A diretora Lucia Puenzo, também autora do livro que deu origem a este O médico alemão, espalha pela narrativa muitos exemplos de como colocar nas imagens a essência do que está sendo filmado. O trabalho, uma ficção inspirada na passagem de Josef Mengele pela Argentina após a Segunda Guerra Mundial, tem como primeira sequência uma viagem de carro na qual um viajante pede a uma família permissão para participar em caravana com seu carro, por motivos de segurança. É uma sequência perfeita. Na frente a família e bem perto a figura do médico. A instituição acompanhada pela figura que parece persegui-la, como uma ameaça sempre presente. Não há dúvida alguma sobre a capacidade da realizadora de sintetizar em imagens o que a seguir será narrado.  A cineasta é filha de Luiz Puenzo, realizador que ganhou o Oscar de filme estrangeiro em 1984 pelo excelente A história oficial, no qual a questão da ditadura não era vista apenas como um tema político, mas desenvolvida de forma a ampliar o tema de maneira enriquecedora. Ela já está em seu terceiro longa-metragem, que por sinal foi indicado pela Argentina para concorrer àquele prêmio americano.  Mengele já havia aparecido em outro filme, Os meninos do Brasil, realizado por Franklin J. Schaffner a partir do livro de Ira Levin e no qual Gregory Peck vivia o papel do médico alemão que realizou, durante o nazismo, experiências com seres humanos, e Laurence Olivier, o seu perseguidor.
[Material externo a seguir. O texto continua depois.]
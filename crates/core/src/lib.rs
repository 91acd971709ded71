//! Domain logic for Interviews.tv media delivery.
//!
//! Everything here is pure: no database access and no file I/O. The `db`
//! and `api` crates build on these types.

pub mod byte_range;
pub mod error;
pub mod media_path;
pub mod processing;
pub mod quality;
pub mod roles;
pub mod types;
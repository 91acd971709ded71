use axum::http::{header, HeaderValue, StatusCode};
use axum::response::{IntoResponse, Response};
use interviews_core::byte_range::unsatisfiable_content_range;
use interviews_core::error::CoreError;
use serde_json::json;

/// Application-level error type for HTTP handlers.
///
/// Wraps [`CoreError`] for domain errors and adds HTTP-specific variants.
/// Implements [`IntoResponse`] to produce consistent JSON error responses.
#[derive(Debug, thiserror::Error)]
pub enum AppError {
    /// A domain-level error from `interviews_core`.
    #[error(transparent)]
    Core(#[from] CoreError),

    /// A database error from sqlx.
    #[error("Database error: {0}")]
    Database(#[from] sqlx::Error),

    /// A bad request with a human-readable message.
    #[error("Bad request: {0}")]
    BadRequest(String),

    /// A stream token that does not resolve to a servable file.
    #[error("Media file not found")]
    MediaNotFound,

    /// An internal error with a human-readable message.
    #[error("Internal error: {0}")]
    InternalError(String),
}

/// Convenience type alias for handler return values.
pub type AppResult<T> = Result<T, AppError>;

impl From<std::io::Error> for AppError {
    fn from(err: std::io::Error) -> Self {
        AppError::InternalError(err.to_string())
    }
}

impl AppError {
    /// Classify this error into an HTTP status, error code, and client-safe
    /// message. Internal causes are logged here and never returned.
    pub fn classify(&self) -> (StatusCode, &'static str, String) {
        match self {
            // --- CoreError variants ---
            AppError::Core(core) => match core {
                CoreError::NotFound { entity, id } => (
                    StatusCode::NOT_FOUND,
                    "NOT_FOUND",
                    format!("{entity} with id {id} not found"),
                ),
                CoreError::Validation(msg) => {
                    (StatusCode::BAD_REQUEST, "VALIDATION_ERROR", msg.clone())
                }
                CoreError::Unauthorized(msg) => {
                    (StatusCode::UNAUTHORIZED, "UNAUTHORIZED", msg.clone())
                }
                CoreError::Forbidden(msg) => (StatusCode::FORBIDDEN, "FORBIDDEN", msg.clone()),
                CoreError::RangeNotSatisfiable { size } => (
                    StatusCode::RANGE_NOT_SATISFIABLE,
                    "RANGE_NOT_SATISFIABLE",
                    format!("Requested range not satisfiable for {size} bytes"),
                ),
                CoreError::Internal(msg) => {
                    tracing::error!(error = %msg, "Internal core error");
                    internal()
                }
            },

            // --- Database errors ---
            AppError::Database(err) => classify_sqlx_error(err),

            // --- HTTP-specific errors ---
            AppError::BadRequest(msg) => (StatusCode::BAD_REQUEST, "BAD_REQUEST", msg.clone()),
            AppError::MediaNotFound => (
                StatusCode::NOT_FOUND,
                "NOT_FOUND",
                "Media file not found".to_string(),
            ),
            AppError::InternalError(msg) => {
                tracing::error!(error = %msg, "Internal error");
                internal()
            }
        }
    }

    /// `Content-Range` value required alongside a 416 response.
    fn content_range(&self) -> Option<String> {
        match self {
            AppError::Core(CoreError::RangeNotSatisfiable { size }) => {
                Some(unsatisfiable_content_range(*size))
            }
            _ => None,
        }
    }
}

impl IntoResponse for AppError {
    fn into_response(self) -> Response {
        let (status, code, message) = self.classify();

        let body = json!({
            "success": false,
            "message": message,
            "code": code,
        });

        let mut response = (status, axum::Json(body)).into_response();
        attach_content_range(&self, &mut response);
        response
    }
}

/// Error wrapper for raw media endpoints.
///
/// Carries the same classification as [`AppError`] but renders a
/// `text/plain` body, since the client of these endpoints is a media
/// element rather than the JSON API client.
#[derive(Debug)]
pub struct PlainTextError(pub AppError);

impl From<AppError> for PlainTextError {
    fn from(err: AppError) -> Self {
        PlainTextError(err)
    }
}

impl From<CoreError> for PlainTextError {
    fn from(err: CoreError) -> Self {
        PlainTextError(AppError::Core(err))
    }
}

impl From<sqlx::Error> for PlainTextError {
    fn from(err: sqlx::Error) -> Self {
        PlainTextError(AppError::Database(err))
    }
}

impl From<std::io::Error> for PlainTextError {
    fn from(err: std::io::Error) -> Self {
        PlainTextError(AppError::from(err))
    }
}

impl IntoResponse for PlainTextError {
    fn into_response(self) -> Response {
        let (status, _code, message) = self.0.classify();
        // A 416 carries only its Content-Range header.
        if self.0.content_range().is_some() {
            let mut response = status.into_response();
            attach_content_range(&self.0, &mut response);
            return response;
        }
        (status, message).into_response()
    }
}

fn attach_content_range(err: &AppError, response: &mut Response) {
    if let Some(value) = err
        .content_range()
        .and_then(|v| HeaderValue::from_str(&v).ok())
    {
        response.headers_mut().insert(header::CONTENT_RANGE, value);
    }
}

fn internal() -> (StatusCode, &'static str, String) {
    (
        StatusCode::INTERNAL_SERVER_ERROR,
        "INTERNAL_ERROR",
        "An internal error occurred".to_string(),
    )
}

/// Classify a sqlx error into an HTTP status, error code, and message.
///
/// - `RowNotFound` maps to 404.
/// - Everything else maps to 500 with a sanitized message.
fn classify_sqlx_error(err: &sqlx::Error) -> (StatusCode, &'static str, String) {
    match err {
        sqlx::Error::RowNotFound => (
            StatusCode::NOT_FOUND,
            "NOT_FOUND",
            "Resource not found".to_string(),
        ),
        other => {
            tracing::error!(error = %other, "Database error");
            internal()
        }
    }
}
O passado sinistro do médico não é explicitado em cena. Ele surge através de situações e objetos. Não é necessária a utilização de voltas no tempo. A realizadora não utiliza o retrocesso visual. Desde o início, o interesse de Mengele pela menina narradora é causado quando ele confunde a idade dela, que sofre de nanismo e aparenta, por causa da altura, uma idade menor do que a verdadeira. O médico, ao tomar conhecimento de tal fato, é impelido a fazer novos experimentos. Insiste com a mãe que é possível resolver o problema e ainda se aproxima mais da família ao constatar que a mãe da menina está grávida de gêmeos, uma de suas obsessões. Dentro do núcleo familiar, portanto, passa a atuar, sem que os seus integrantes o saibam, a figura do monstro. É neste ponto que os temas começam a se mesclar. Por um lado, a menina cresce. Por outro, a ameaça vai se tornando mais clara. A alergia e a febre são os elementos perturbadores.
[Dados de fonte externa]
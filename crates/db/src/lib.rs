//! PostgreSQL access layer: connection pool, migrations, models, and
//! repositories.

use sqlx::postgres::PgPoolOptions;

pub mod models;
pub mod repositories;

pub type DbPool = sqlx::PgPool;

/// Create a connection pool from a database URL.
pub async fn create_pool(database_url: &str) -> Result<DbPool, sqlx::Error> {
    PgPoolOptions::new()
        .max_connections(20)
        .connect(database_url)
        .await
}

/// Run a trivial query to verify the database is reachable.
pub async fn health_check(pool: &DbPool) -> Result<(), sqlx::Error> {
    sqlx::query("SELECT 1").execute(pool).await?;
    Ok(())
}

/// Apply all pending migrations embedded from `./migrations`.
pub async fn run_migrations(pool: &DbPool) -> Result<(), sqlx::migrate::MigrateError> {
    sqlx::migrate!("./migrations").run(pool).await
}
Colocados em cena os elementos principais, o filme segue um rumo durante o qual surgem os temas diante dos quais a narrativa, sem perder o interesse, não chega a uma profundidade e a uma amplidão que tal assunto exigia. Ao transformar Mengele numa espécie de médico de família, mesmo que o pai se transforme e atue como uma força de resistência, Luzia Puenzo coloca um problema que o filme trata de maneira até certo ponto original. Enquanto o instinto maternal aceita a presença do mal – como no epílogo de O bebê de Rosemary, de Roman Polanski - há sinais de resistência. A bibliotecária não tem dúvidas sobre a verdadeira identidade do médico e a própria narradora. através de um livro, descobre o culto do ser superior e imbatível. E o pai, disposto a criar uma boneca perfeita, é quase uma caricatura do médico nazista. Os planos das bonecas funcionam como uma referência aos campos de extermínio nazistas e as reuniões dos refugiados aparecem como conspirações e ameaças que acompanham a humanidade. Parece ser esta a ideia. Só que nas cenas finais há um atropelo e os acontecimentos se confundem.  O filme, certamente, seria bem melhor se esta tentativa de colocar o mal dentro da família humana fosse desenvolvida de forma mais consistente. Mas não há como negar que o filme funciona ao mesclar motivações contrárias. E como realização é obra a ser considerada. E se a música não é apropriada, pois as referências deveriam ser feitas às fontes relacionadas ao universo no qual atuou o médico, a atuação de Alex Brendemühl é um exemplo perfeito de trabalho de ator em cinema. E ao procurar se distanciar das simplificações, a realizadora nos lembra que as forças do mal não estão distantes, seguem a civilização e vez por outra, como a tempestade da sequência inicial, se transformam em ameaça.